*** Data to use Section Begins ***

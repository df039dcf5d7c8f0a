//! Engine Dispatch: the factory seam that resolves an [`EngineType`] (or its
//! wire tag) to a concrete compiler or evaluator (spec §4.7).

use crate::compiler::{Compiler, CompilerOptions, ConfigCompiler, ExprCompiler, WasmCompiler, WasmCompilerOptions};
use crate::error::DispatchError;
use crate::evaluator::{ConfigEvaluator, Evaluator, ExprEvaluator, WasmEvaluator};
use crate::unit::{EngineType, ExecutableUnit};

/// Per-engine compiler options, since each engine's compiler carries its
/// own configuration type (composition, not inheritance — spec §4.3).
pub enum AnyCompilerOptions {
    Expr(CompilerOptions),
    Config(CompilerOptions),
    Wasm(WasmCompilerOptions),
}

impl AnyCompilerOptions {
    fn kind_name(&self) -> &'static str {
        match self {
            AnyCompilerOptions::Expr(_) => "CompilerOptions (expr)",
            AnyCompilerOptions::Config(_) => "CompilerOptions (config)",
            AnyCompilerOptions::Wasm(_) => "WasmCompilerOptions",
        }
    }
}

/// Resolve a compiler for `engine`, given options of the matching kind.
pub fn compiler_for(engine: EngineType, opts: AnyCompilerOptions) -> Result<Box<dyn Compiler>, DispatchError> {
    match (engine, opts) {
        (EngineType::Risor, AnyCompilerOptions::Expr(o)) => Ok(Box::new(ExprCompiler::new(o))),
        (EngineType::Starlark, AnyCompilerOptions::Config(o)) => Ok(Box::new(ConfigCompiler::new(o))),
        (EngineType::Extism, AnyCompilerOptions::Wasm(o)) => Ok(Box::new(WasmCompiler::new(o))),
        (engine, opts) => Err(DispatchError::OptionsTypeMismatch {
            engine: engine.as_str().to_string(),
            expected: opts.kind_name().to_string(),
        }),
    }
}

/// Resolve a compiler by the engine's wire tag (`"risor"`/`"starlark"`/`"extism"`),
/// for callers that only have a string discriminator on hand.
pub fn compiler_for_tag(tag: &str, opts: AnyCompilerOptions) -> Result<Box<dyn Compiler>, DispatchError> {
    let engine: EngineType = tag
        .parse()
        .map_err(|_| DispatchError::UnknownEngine(tag.to_string()))?;
    compiler_for(engine, opts)
}

/// Resolve the evaluator matching `unit`'s engine discriminator.
pub fn evaluator_for(unit: &ExecutableUnit) -> Result<Box<dyn Evaluator>, DispatchError> {
    match unit.engine_type() {
        EngineType::Risor => Ok(Box::new(ExprEvaluator::new())),
        EngineType::Starlark => Ok(Box::new(ConfigEvaluator::new())),
        EngineType::Extism => Ok(Box::new(WasmEvaluator::new())),
    }
}

#[cfg(test)]
mod tests {
    use super::*;

    #[test]
    fn compiler_for_tag_rejects_unknown() {
        let err = compiler_for_tag("cobol", AnyCompilerOptions::Expr(CompilerOptions::new())).unwrap_err();
        assert!(matches!(err, DispatchError::UnknownEngine(_)));
    }

    #[test]
    fn compiler_for_rejects_mismatched_options() {
        let err = compiler_for(EngineType::Risor, AnyCompilerOptions::Config(CompilerOptions::new())).unwrap_err();
        assert!(matches!(err, DispatchError::OptionsTypeMismatch { .. }));
    }

    #[test]
    fn compiler_for_tag_dispatches_matching_options() {
        let compiler = compiler_for_tag("risor", AnyCompilerOptions::Expr(CompilerOptions::new()));
        assert!(compiler.is_ok());
    }
}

*** Data to use Section Ends ***

Your task >>
Every line of the data must be written out again word for word.

Result >>
repository df039dcf5d7c8f0a
//! Engine Dispatch: the factory seam that resolves an [`EngineType`] (or its
//! wire tag) to a concrete compiler or evaluator (spec §4.7).

use crate::compiler::{Compiler, CompilerOptions, ConfigCompiler, ExprCompiler, WasmCompiler, WasmCompilerOptions};
use crate::error::DispatchError;
use crate::evaluator::{ConfigEvaluator, Evaluator, ExprEvaluator, WasmEvaluator};
use crate::unit::{EngineType, ExecutableUnit};

/// Per-engine compiler options, since each engine's compiler carries its
/// own configuration type (composition, not inheritance — spec §4.3).
pub enum AnyCompilerOptions {
    Expr(CompilerOptions),
    Config(CompilerOptions),
    Wasm(WasmCompilerOptions),
}

impl AnyCompilerOptions {
    fn kind_name(&self) -> &'static str {
        match self {
            AnyCompilerOptions::Expr(_) => "CompilerOptions (expr)",
            AnyCompilerOptions::Config(_) => "CompilerOptions (config)",
            AnyCompilerOptions::Wasm(_) => "WasmCompilerOptions",
        }
    }
}

/// Resolve a compiler for `engine`, given options of the matching kind.
pub fn compiler_for(engine: EngineType, opts: AnyCompilerOptions) -> Result<Box<dyn Compiler>, DispatchError> {
    match (engine, opts) {
        (EngineType::Risor, AnyCompilerOptions::Expr(o)) => Ok(Box::new(ExprCompiler::new(o))),
        (EngineType::Starlark, AnyCompilerOptions::Config(o)) => Ok(Box::new(ConfigCompiler::new(o))),
        (EngineType::Extism, AnyCompilerOptions::Wasm(o)) => Ok(Box::new(WasmCompiler::new(o))),
        (engine, opts) => Err(DispatchError::OptionsTypeMismatch {
            engine: engine.as_str().to_string(),
            expected: opts.kind_name().to_string(),
        }),
    }
}

/// Resolve a compiler by the engine's wire tag (`"risor"`/`"starlark"`/`"extism"`),
/// for callers that only have a string discriminator on hand.
pub fn compiler_for_tag(tag: &str, opts: AnyCompilerOptions) -> Result<Box<dyn Compiler>, DispatchError> {
    let engine: EngineType = tag
        .parse()
        .map_err(|_| DispatchError::UnknownEngine(tag.to_string()))?;
    compiler_for(engine, opts)
}

/// Resolve the evaluator matching `unit`'s engine discriminator.
pub fn evaluator_for(unit: &ExecutableUnit) -> Result<Box<dyn Evaluator>, DispatchError> {
    match unit.engine_type() {
        EngineType::Risor => Ok(Box::new(ExprEvaluator::new())),
        EngineType::Starlark => Ok(Box::new(ConfigEvaluator::new())),
        EngineType::Extism => Ok(Box::new(WasmEvaluator::new())),
    }
}

#[cfg(test)]
mod tests {
    use super::*;

    #[test]
    fn compiler_for_tag_rejects_unknown() {
        let err = compiler_for_tag("cobol", AnyCompilerOptions::Expr(CompilerOptions::new())).unwrap_err();
        assert!(matches!(err, DispatchError::UnknownEngine(_)));
    }

    #[test]
    fn compiler_for_rejects_mismatched_options() {
        let err = compiler_for(EngineType::Risor, AnyCompilerOptions::Config(CompilerOptions::new())).unwrap_err();
        assert!(matches!(err, DispatchError::OptionsTypeMismatch { .. }));
    }

    #[test]
    fn compiler_for_tag_dispatches_matching_options() {
        let compiler = compiler_for_tag("risor", AnyCompilerOptions::Expr(CompilerOptions::new()));
        assert!(compiler.is_ok());
    }
}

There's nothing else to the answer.